Since the sell-off did not happen, experts are now saying that September could be the month that such a correction may occur. The odds makers are not lining up quite yet, but from a historical perspective September has been and usually does provide some red arrow days.

It would not surprise me if we see a sell-off in the equities markets at some level that tests the market range that we have found ourselves in these last several months. But, I believe this will be more of an opportunity for buying that a time to run to the hills.

So, as we go into this fall and winter, what will be the biggest influences in the market? Without a doubt, the answer is includes the political election. The sheer noise and lack of progress that is coming out of the political campaigning and Washington, D.C. is enough to create uncertainty for the market. With uncertainty comes concern, with concern comes volatility, and we all might as well get used to that until November 6th.

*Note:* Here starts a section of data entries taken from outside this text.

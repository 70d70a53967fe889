//! VirtHID daemon configuration

use anyhow::Result;
use serde::{Deserialize, Serialize};
use std::path::Path;
use std::time::Duration;

use libvirthid::NotifyThrottle;

#[derive(Debug, Clone, Serialize, Deserialize, Default)]
pub struct VirtHidConfig {
    #[serde(default)]
    pub notify: NotifyConfig,
    #[serde(default)]
    pub limits: LimitsConfig,
}

#[derive(Debug, Clone, Serialize, Deserialize)]
pub struct NotifyConfig {
    /// Pause after each delivered report; 0 disables
    #[serde(default = "default_throttle")]
    pub throttle_ms: u64,
}

impl Default for NotifyConfig {
    fn default() -> Self {
        Self { throttle_ms: default_throttle() }
    }
}

impl NotifyConfig {
    pub fn throttle(&self) -> NotifyThrottle {
        NotifyThrottle::new(Duration::from_millis(self.throttle_ms))
    }
}

fn default_throttle() -> u64 { 1 }

#[derive(Debug, Clone, Serialize, Deserialize)]
pub struct LimitsConfig {
    #[serde(default = "default_max_devices")]
    pub max_devices: usize,
    #[serde(default = "default_max_descriptor_len")]
    pub max_descriptor_len: usize,
}

impl Default for LimitsConfig {
    fn default() -> Self {
        Self {
            max_devices: default_max_devices(),
            max_descriptor_len: default_max_descriptor_len(),
        }
    }
}

fn default_max_devices() -> usize { 64 }
fn default_max_descriptor_len() -> usize { 4096 }

pub fn load_config(path: &Path) -> Result<VirtHidConfig> {
    if path.exists() {
        let contents = std::fs::read_to_string(path)?;
        Ok(serde_yaml::from_str(&contents)?)
    } else {
        Ok(VirtHidConfig::default())
    }
}
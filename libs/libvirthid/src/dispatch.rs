//! Request dispatch
//!
//! Every selector has a fixed argument shape. The shape is checked here, once,
//! before any handler runs; handlers can therefore index their scalar inputs
//! without re-checking counts.

use tracing::{debug, warn};

use crate::connection::Connection;
use crate::error::{Error, Result};
use crate::subscription::AsyncTarget;
use crate::{handlers, subscription};

/// Operations exposed to clients
#[repr(u32)]
#[derive(Clone, Copy, Debug, PartialEq, Eq, Hash)]
pub enum Selector {
    Create = 0,
    Destroy = 1,
    Send = 2,
    List = 3,
    Subscribe = 4,
}

impl Selector {
    /// All selectors in wire order
    pub const ALL: [Selector; 5] = [
        Selector::Create,
        Selector::Destroy,
        Selector::Send,
        Selector::List,
        Selector::Subscribe,
    ];

    /// Convert from the raw wire value
    pub fn from_raw(raw: u32) -> Option<Self> {
        Self::ALL.get(raw as usize).copied()
    }

    pub fn as_raw(self) -> u32 {
        self as u32
    }

    /// Declared argument shape
    pub fn shape(self) -> &'static MethodShape {
        &METHOD_SHAPES[self as usize]
    }

    pub fn name(self) -> &'static str {
        match self {
            Self::Create => "create",
            Self::Destroy => "destroy",
            Self::Send => "send",
            Self::List => "list",
            Self::Subscribe => "subscribe",
        }
    }
}

/// Argument shape a selector requires
#[derive(Clone, Copy, Debug, PartialEq, Eq)]
pub struct MethodShape {
    pub scalar_inputs: usize,
    pub struct_input_size: usize,
    pub scalar_outputs: usize,
    pub struct_output_size: usize,
}

impl MethodShape {
    const fn scalars(inputs: usize, outputs: usize) -> Self {
        Self {
            scalar_inputs: inputs,
            struct_input_size: 0,
            scalar_outputs: outputs,
            struct_output_size: 0,
        }
    }

    /// Check a call against this shape
    pub fn accepts(&self, call: &MethodCall) -> bool {
        call.scalar_input.len() == self.scalar_inputs
            && call.struct_input.len() == self.struct_input_size
            && call.scalar_output_count == self.scalar_outputs
            && call.struct_output_size == self.struct_output_size
    }
}

/// Shape table, indexed by selector
pub static METHOD_SHAPES: [MethodShape; 5] = [
    // create: name ptr/len, descriptor ptr/len, serial ptr/len, vendor, product
    MethodShape::scalars(8, 0),
    // destroy: name ptr/len
    MethodShape::scalars(2, 0),
    // send: name ptr/len, report ptr/len
    MethodShape::scalars(4, 0),
    // list: buffer ptr/len -> bytes needed, item count
    MethodShape::scalars(2, 2),
    // subscribe: name ptr/len
    MethodShape::scalars(2, 0),
];

/// Arguments of one client request
#[derive(Default)]
pub struct MethodCall {
    pub scalar_input: Vec<u64>,
    pub struct_input: Vec<u8>,
    pub scalar_output_count: usize,
    pub struct_output_size: usize,
    /// Asynchronous reply target, consumed by `Subscribe`
    pub async_target: Option<Box<dyn AsyncTarget>>,
}

impl MethodCall {
    pub fn new(scalar_input: impl Into<Vec<u64>>) -> Self {
        Self {
            scalar_input: scalar_input.into(),
            ..Self::default()
        }
    }

    pub fn with_scalar_outputs(mut self, count: usize) -> Self {
        self.scalar_output_count = count;
        self
    }

    pub fn with_async_target(mut self, target: Box<dyn AsyncTarget>) -> Self {
        self.async_target = Some(target);
        self
    }
}

impl core::fmt::Debug for MethodCall {
    fn fmt(&self, f: &mut core::fmt::Formatter<'_>) -> core::fmt::Result {
        f.debug_struct("MethodCall")
            .field("scalar_input", &self.scalar_input)
            .field("struct_input", &self.struct_input.len())
            .field("scalar_output_count", &self.scalar_output_count)
            .field("struct_output_size", &self.struct_output_size)
            .field("async_target", &self.async_target.is_some())
            .finish()
    }
}

/// Outputs of a successful request
#[derive(Debug, Clone, Default, PartialEq, Eq)]
pub struct MethodReply {
    pub scalar_output: Vec<u64>,
}

impl MethodReply {
    pub fn empty() -> Self {
        Self::default()
    }
}

/// Resolve a raw selector and check the call's shape
pub fn route(selector: u32, call: &MethodCall) -> Result<Selector> {
    let selector = Selector::from_raw(selector).ok_or_else(|| {
        warn!("Rejecting unknown selector #{}", selector);
        Error::Unsupported("unknown selector")
    })?;

    if !selector.shape().accepts(call) {
        warn!(
            "Rejecting {}: shape mismatch ({} scalar inputs, {} scalar outputs)",
            selector.name(),
            call.scalar_input.len(),
            call.scalar_output_count
        );
        return Err(Error::Unsupported("argument shape mismatch"));
    }

    Ok(selector)
}

/// Route a request to its handler
pub(crate) fn dispatch(conn: &Connection, selector: u32, call: MethodCall) -> Result<MethodReply> {
    debug!("{}: external method #{}", conn.task_id(), selector);

    let selector = route(selector, &call)?;
    let args = call.scalar_input.as_slice();

    match selector {
        Selector::Create => handlers::create(conn, args),
        Selector::Destroy => handlers::destroy(conn, args),
        Selector::Send => handlers::send(conn, args),
        Selector::List => handlers::list(conn, args),
        Selector::Subscribe => subscription::subscribe(conn, args, call.async_target),
    }
}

Next is the fact that Europe needs a solution for their BIG problems. It appears that parties and countries are trying to work their way through this mess. But, until the market sees a specific plan or action spelled out, Europe will be a potential factor of concern for the market this fall.

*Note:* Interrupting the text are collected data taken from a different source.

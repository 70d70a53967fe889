//! Test doubles shared by the integration tests
//!
//! - `FakeTask`: a client address space made of explicit regions, counting
//!   live pins and mappings so tests can check release pairing.
//! - `SpyProvider`: an in-memory provider that records every call.
//! - `SpyTarget`: an async target that records deliveries and its release.

#![allow(dead_code)]

use std::ptr::NonNull;
use std::sync::atomic::{AtomicUsize, Ordering};
use std::sync::{Arc, Mutex};

use libvirthid::{
    AsyncTarget, Connection, ConnectionRef, Direction, ListOutcome, MemoryFault, NotifyThrottle,
    Provider, Status, TaskId, TaskMemory, UserRange,
};

struct Region {
    base: u64,
    bytes: Vec<u8>,
    writable: bool,
}

#[derive(Default)]
pub struct FakeTask {
    regions: Mutex<Vec<Region>>,
    pinned: AtomicUsize,
    mapped: AtomicUsize,
    map_calls: AtomicUsize,
    fail_prepare_at: Mutex<Option<u64>>,
    fail_map_at: Mutex<Option<u64>>,
}

impl FakeTask {
    pub fn new() -> Arc<Self> {
        Arc::new(Self::default())
    }

    /// Place read-only bytes at `base`
    pub fn add_region(&self, base: u64, bytes: &[u8]) {
        self.regions.lock().unwrap().push(Region {
            base,
            bytes: bytes.to_vec(),
            writable: false,
        });
    }

    /// Place a writable region of `len` bytes filled with `fill`
    pub fn add_writable(&self, base: u64, len: usize, fill: u8) {
        self.regions.lock().unwrap().push(Region {
            base,
            bytes: vec![fill; len],
            writable: true,
        });
    }

    pub fn read(&self, base: u64) -> Vec<u8> {
        self.regions
            .lock()
            .unwrap()
            .iter()
            .find(|r| r.base == base)
            .map(|r| r.bytes.clone())
            .unwrap_or_default()
    }

    pub fn fail_prepare_at(&self, address: u64) {
        *self.fail_prepare_at.lock().unwrap() = Some(address);
    }

    pub fn fail_map_at(&self, address: u64) {
        *self.fail_map_at.lock().unwrap() = Some(address);
    }

    /// Live pins
    pub fn pinned(&self) -> usize {
        self.pinned.load(Ordering::SeqCst)
    }

    /// Live mappings
    pub fn mapped(&self) -> usize {
        self.mapped.load(Ordering::SeqCst)
    }

    /// Successful `map` calls so far
    pub fn map_calls(&self) -> usize {
        self.map_calls.load(Ordering::SeqCst)
    }

    fn locate(&self, range: UserRange, direction: Direction) -> Result<NonNull<u8>, MemoryFault> {
        let mut regions = self.regions.lock().unwrap();
        let region = regions
            .iter_mut()
            .find(|r| UserRange::new(r.base, r.bytes.len() as u64).contains(&range))
            .ok_or(MemoryFault::NotOwned)?;

        if direction.is_write() && !region.writable {
            return Err(MemoryFault::PermissionDenied);
        }

        let offset = (range.address - region.base) as usize;
        NonNull::new(region.bytes.as_mut_ptr().wrapping_add(offset)).ok_or(MemoryFault::NotMapped)
    }
}

// SAFETY: region byte vectors are never resized, so pointers stay valid until
// the task is dropped, which outlives every connection using it.
unsafe impl TaskMemory for FakeTask {
    fn task_id(&self) -> TaskId {
        TaskId(7)
    }

    fn prepare(&self, range: UserRange, direction: Direction) -> Result<(), MemoryFault> {
        if *self.fail_prepare_at.lock().unwrap() == Some(range.address) {
            return Err(MemoryFault::Exhausted);
        }
        self.locate(range, direction)?;
        self.pinned.fetch_add(1, Ordering::SeqCst);
        Ok(())
    }

    fn complete(&self, _range: UserRange, _direction: Direction) {
        self.pinned.fetch_sub(1, Ordering::SeqCst);
    }

    fn map(&self, range: UserRange, direction: Direction) -> Result<NonNull<u8>, MemoryFault> {
        if *self.fail_map_at.lock().unwrap() == Some(range.address) {
            return Err(MemoryFault::Exhausted);
        }
        let ptr = self.locate(range, direction)?;
        self.mapped.fetch_add(1, Ordering::SeqCst);
        self.map_calls.fetch_add(1, Ordering::SeqCst);
        Ok(ptr)
    }

    fn unmap(&self, _range: UserRange, _mapping: NonNull<u8>) {
        self.mapped.fetch_sub(1, Ordering::SeqCst);
    }
}

#[derive(Debug, Clone, PartialEq, Eq)]
pub enum Call {
    Create {
        name: Vec<u8>,
        descriptor: Vec<u8>,
        serial: Vec<u8>,
        vendor_id: u32,
        product_id: u32,
    },
    Destroy(Vec<u8>),
    Send {
        name: Vec<u8>,
        report: Vec<u8>,
    },
    List {
        capacity: usize,
    },
    Subscribe(Vec<u8>),
}

#[derive(Default)]
pub struct SpyProvider {
    calls: Mutex<Vec<Call>>,
    devices: Mutex<Vec<Vec<u8>>>,
    subscribers: Mutex<Vec<(Vec<u8>, ConnectionRef)>>,
}

impl SpyProvider {
    pub fn new() -> Arc<Self> {
        Arc::new(Self::default())
    }

    pub fn with_devices(names: &[&str]) -> Arc<Self> {
        let provider = Self::default();
        *provider.devices.lock().unwrap() = names.iter().map(|n| n.as_bytes().to_vec()).collect();
        Arc::new(provider)
    }

    pub fn calls(&self) -> Vec<Call> {
        self.calls.lock().unwrap().clone()
    }

    /// Push a host-originated report for `name` to its subscriber
    pub fn push(&self, name: &str, report: &[u8]) -> libvirthid::Result<()> {
        let subscriber = self
            .subscribers
            .lock()
            .unwrap()
            .iter()
            .rev()
            .find(|(n, _)| n == name.as_bytes())
            .map(|(_, conn)| conn.clone())
            .ok_or(libvirthid::Error::FailedPrecondition("no subscriber"))?;
        subscriber.notify(report)
    }

    fn record(&self, call: Call) {
        self.calls.lock().unwrap().push(call);
    }

    fn exists(&self, name: &[u8]) -> bool {
        self.devices.lock().unwrap().iter().any(|d| d == name)
    }
}

impl Provider for SpyProvider {
    fn create(
        &self,
        name: &[u8],
        descriptor: &[u8],
        serial: &[u8],
        vendor_id: u32,
        product_id: u32,
    ) -> bool {
        self.record(Call::Create {
            name: name.to_vec(),
            descriptor: descriptor.to_vec(),
            serial: serial.to_vec(),
            vendor_id,
            product_id,
        });
        if self.exists(name) {
            return false;
        }
        self.devices.lock().unwrap().push(name.to_vec());
        true
    }

    fn destroy(&self, name: &[u8]) -> bool {
        self.record(Call::Destroy(name.to_vec()));
        let mut devices = self.devices.lock().unwrap();
        let before = devices.len();
        devices.retain(|d| d != name);
        devices.len() != before
    }

    fn send(&self, name: &[u8], report: &[u8]) -> bool {
        self.record(Call::Send {
            name: name.to_vec(),
            report: report.to_vec(),
        });
        self.exists(name)
    }

    fn list(&self, destination: &mut [u8]) -> Option<ListOutcome> {
        self.record(Call::List {
            capacity: destination.len(),
        });
        let mut outcome = ListOutcome::default();
        let mut offset = 0usize;
        for name in self.devices.lock().unwrap().iter() {
            let entry = name.len() + 1;
            if offset + entry <= destination.len() {
                destination[offset..offset + name.len()].copy_from_slice(name);
                destination[offset + name.len()] = 0;
                offset += entry;
                outcome.items += 1;
            }
            outcome.needed += entry as u16;
        }
        Some(outcome)
    }

    fn subscribe(&self, name: &[u8], connection: ConnectionRef) -> bool {
        self.record(Call::Subscribe(name.to_vec()));
        if !self.exists(name) {
            return false;
        }
        self.subscribers.lock().unwrap().push((name.to_vec(), connection));
        true
    }
}

/// Observer for a `SpyTarget`
#[derive(Clone, Default)]
pub struct TargetProbe {
    deliveries: Arc<Mutex<Vec<(Status, Vec<u64>)>>>,
    released: Arc<AtomicUsize>,
}

impl TargetProbe {
    pub fn deliveries(&self) -> Vec<(Status, Vec<u64>)> {
        self.deliveries.lock().unwrap().clone()
    }

    pub fn released(&self) -> usize {
        self.released.load(Ordering::SeqCst)
    }

    pub fn target(&self) -> Box<dyn AsyncTarget> {
        Box::new(SpyTarget {
            probe: self.clone(),
        })
    }
}

pub struct SpyTarget {
    probe: TargetProbe,
}

impl AsyncTarget for SpyTarget {
    fn send_async_result(&self, status: Status, args: &[u64]) {
        self.probe
            .deliveries
            .lock()
            .unwrap()
            .push((status, args.to_vec()));
    }
}

impl Drop for SpyTarget {
    fn drop(&mut self) {
        self.probe.released.fetch_add(1, Ordering::SeqCst);
    }
}

pub fn connect(task: &Arc<FakeTask>, provider: &Arc<SpyProvider>) -> Arc<Connection> {
    Connection::new(task.clone(), provider.clone(), NotifyThrottle::disabled())
}
//! Reference device provider backing the bridge

use std::sync::{PoisonError, RwLock, RwLockReadGuard, RwLockWriteGuard};

use libvirthid::{ConnectionRef, Error, ListOutcome, Provider};
use tracing::{debug, info, warn};

use crate::config::LimitsConfig;
use crate::device::{DeviceRegistry, VirtualDevice};

/// In-memory virtual HID provider
pub struct HidProvider {
    devices: RwLock<DeviceRegistry>,
    limits: LimitsConfig,
}

impl HidProvider {
    pub fn new(limits: LimitsConfig) -> Self {
        Self {
            devices: RwLock::new(DeviceRegistry::new()),
            limits,
        }
    }

    fn read(&self) -> RwLockReadGuard<'_, DeviceRegistry> {
        self.devices.read().unwrap_or_else(PoisonError::into_inner)
    }

    fn write(&self) -> RwLockWriteGuard<'_, DeviceRegistry> {
        self.devices.write().unwrap_or_else(PoisonError::into_inner)
    }

    pub fn device_count(&self) -> usize {
        self.read().count()
    }

    /// Snapshot of a device's properties
    pub fn device(&self, name: &[u8]) -> Option<VirtualDevice> {
        self.read().get(name).cloned()
    }

    /// Push a host-originated report to the device's subscriber
    pub fn set_report(&self, name: &[u8], report: &[u8]) -> libvirthid::Result<()> {
        // The registry lock is not held across delivery, which may sleep
        let subscriber = {
            let devices = self.read();
            let device = devices
                .get(name)
                .ok_or(Error::DeviceError("unknown device"))?;
            device
                .subscriber()
                .cloned()
                .ok_or(Error::FailedPrecondition("no subscriber registered"))?
        };
        subscriber.notify(report)
    }
}

/// Lossy name for log output
fn lossy_name(name: &[u8]) -> std::borrow::Cow<'_, str> {
    String::from_utf8_lossy(name)
}

impl Provider for HidProvider {
    fn create(
        &self,
        name: &[u8],
        descriptor: &[u8],
        serial: &[u8],
        vendor_id: u32,
        product_id: u32,
    ) -> bool {
        if name.is_empty() || descriptor.len() > self.limits.max_descriptor_len {
            warn!("Rejected device {}: bad name or descriptor", lossy_name(name));
            return false;
        }

        let mut devices = self.write();
        if devices.count() >= self.limits.max_devices {
            warn!("Device limit ({}) reached", self.limits.max_devices);
            return false;
        }

        let device = VirtualDevice::new(name, descriptor, serial, vendor_id, product_id);
        if !devices.add(device) {
            warn!("Device {} already exists", lossy_name(name));
            return false;
        }

        info!(
            "Created device {} ({:04x}:{:04x})",
            lossy_name(name),
            vendor_id,
            product_id
        );
        true
    }

    fn destroy(&self, name: &[u8]) -> bool {
        match self.write().remove(name) {
            Some(device) => {
                info!(
                    "Destroyed device {} ({:04x}:{:04x}, serial {}, {} byte descriptor, {} input reports)",
                    device.display_name(),
                    device.vendor_id(),
                    device.product_id(),
                    lossy_name(device.serial_number()),
                    device.report_descriptor().len(),
                    device.input_reports()
                );
                true
            }
            None => false,
        }
    }

    fn send(&self, name: &[u8], report: &[u8]) -> bool {
        let mut devices = self.write();
        match devices.get_mut(name) {
            Some(device) => {
                device.handle_input(report);
                debug!("{}: input report ({} bytes)", device.display_name(), report.len());
                true
            }
            None => false,
        }
    }

    fn list(&self, destination: &mut [u8]) -> Option<ListOutcome> {
        let devices = self.read();
        let mut needed = 0usize;
        let mut written = 0usize;
        let mut items = 0usize;
        let mut full = false;

        for device in devices.all() {
            let entry = device.name();
            let size = entry.len() + 1;
            needed += size;

            // Whole entries only; stop at the first one that does not fit
            if full || written + size > destination.len() {
                full = true;
                continue;
            }
            destination[written..written + entry.len()].copy_from_slice(entry);
            destination[written + entry.len()] = 0;
            written += size;
            items += 1;
        }

        Some(ListOutcome {
            needed: u16::try_from(needed).unwrap_or(u16::MAX),
            items: u16::try_from(items).unwrap_or(u16::MAX),
        })
    }

    fn subscribe(&self, name: &[u8], connection: ConnectionRef) -> bool {
        let mut devices = self.write();
        match devices.get_mut(name) {
            Some(device) => {
                debug!("{}: subscriber {:?}", device.display_name(), connection);
                device.subscribe(connection);
                true
            }
            None => false,
        }
    }
}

Finally, the basic fundamentals in this country need to be fixed in order for the market to make a considerable move up. Unemployment needs to come down, corporate profits need to increase, gas prices need to go down, and this country’s government spending must be gotten under control.

I believe that this market will continue to move up and end higher by the end of this year. However, these factors I mentioned have the power to derail this slow moving train. I do believe we will see a market slow down, but not a stall of the economy this Fall. It is my hope that come October and November, enough improvements and changes will occur to create a possible "Santa Claus Rally" this December.



The opinions voiced in this material are for general information only and are not intended to provide specific advice or recommendations for any individual. To determine which investment(s) may be appropriate for you, consult your financial advisor prior to investing. All performance reference is historical and is no guarantee of future results. All indices are unmanaged and cannot be invested into directly.

The economic forecasts set forth in the presentation may not develop as predicted and there can be no guarantee that strategies promoted will be successful.

Stock investing may involve risk including loss of principal.